Bishan Park is beautiful, though quite small when compared to other island parks. Much of the park looks underdeveloped; natural birds, including a heron, kept us company along the way. We walked one trail that was on higher ground than the other as we headed west toward MacRitchie and walked right passed a Lotus Garden, almost hidden below us behind some trees. As we headed back east, we walked beside the glorious pond, bordered by trees and covered in lotus flowers. A few seating areas bordered the pond. We stopped for a moment to take in the view.

After our walk, we ate soups, salads and savory crepes at a tiny French shop inside of Junction 8. The real adventure of the day, though, was yet to come.

We visited someone known to our little group as the Joss Stick Man. 

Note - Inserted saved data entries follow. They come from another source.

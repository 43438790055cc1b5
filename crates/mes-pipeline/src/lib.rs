//! Crate `mes-pipeline` — derivación de datos para las vistas del MES
//!
//! Este crate implementa el pipeline que comparten la vista de logs de
//! proceso y la del reporte de producción: filtro -> orden -> paginación
//! y agregación de KPIs/gráficos. Cada etapa es una función pura y total
//! sobre una instantánea inmutable de registros (`mes_domain::Record`).
//!
//! Diseño resumido:
//! - Estado explícito: `QueryState` (filtros, orden, página) lo posee quien
//!   llama y es serializable.
//! - Composición explícita: `ViewPipeline::run` se reinvoca completo ante
//!   cualquier cambio; no hay grafo reactivo ni caché.
//! - Errores: las etapas no fallan. Sólo la configuración, la decodificación
//!   del estado y la fuente de datos devuelven `PipelineError`.
//!
//! Ejemplo rápido:
//! ```rust
//! use mes_domain::DomainStubs;
//! use mes_pipeline::{PipelineConfig, QueryState, ViewPipeline};
//! let pipeline = ViewPipeline::new(PipelineConfig::production_report());
//! let view = pipeline.run(&DomainStubs::production_report(), &QueryState::new());
//! assert_eq!(view.page.total_count, 8);
//! ```
pub mod aggregate;
pub mod collation;
pub mod config;
pub mod engine;
pub mod errors;
pub mod filter;
pub mod pagination;
pub mod query;
pub mod service;
pub mod sort;

pub use aggregate::*;
pub use config::*;
pub use engine::*;
pub use errors::*;
pub use filter::*;
pub use pagination::*;
pub use query::*;
pub use service::*;
pub use sort::*;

Mr. Tay, the Joss Stick Man, with his most loyal customer, Mary Ann

Hidden away among aisles of automotive and tire shops in a neighborhood called Ang Mo Kio is a shop boasting some incredible wooden sculptures. Yes, sculptures, not carvings.

Here’s how it works:

Tree Powder
The bark from cinnamon tree branches grown in Southeast Asia with an Indonesian name that literally translates to “sweet wood” is processed into a powder. There are varieties; some powder is very fine while others may be more coarse.

Just Add Water
When water is added to the powder at a ratio of two parts powder to one part water, measured more meticulously than any baking recipe, a fibrous paste forms. The paste has a texture similar to a crumpled paper bag, yet it is soft and squishy at the same time. The paste can be pulled and fibers can be seen as the paste breaks.

Ball It Up & Roll It Out
It’s amazing how much the joss paste resembles dough. The other craftsmen worked as Mr. Tay explained to us the process. They use their hands to pull sections of the joss paste and then used wine bottles to roll out the paste before either sculpting it or placing it over a mold.

Snip Snip
The pieces can be draped over a figure base, placed into a mold or hand carved with a variety of tools. Mr. Tay demonstrated his techniques using his hands, a plastic knife, scissors and a paint brush the size of the one I use to line my eyes. He explained that the sculpting paste is very forgiving. If a piece dries or breaks or gets carved in a non-pleasing way, one simply needs to add a drop of water and begin the process again.

Wait For It
Once complete, the sculptures must dry, either in front of some fans or out in the Singapore sun. Once dried the sculptures may or may not receive a varnish.

Here are some completed sculptures:

Joss sticks are made through the same process and are used to burn incense on various religious occasions. The joss sticks are also available here, which is why my friend calls this guy the Joss Stick Man.

Fascinating, right? Mr. Tay has in his shop pre-made items for sale including Christmas ornaments and patio decorations. He also takes orders for custom projects. In addition, shop visitors can try their hand at this craft that has been passed down through generations. Bags of the joss powder are available. Just remember to measure everything methodically - Mr. Tay advises that once the mixture is altered to the wrong consistency, there is no going back.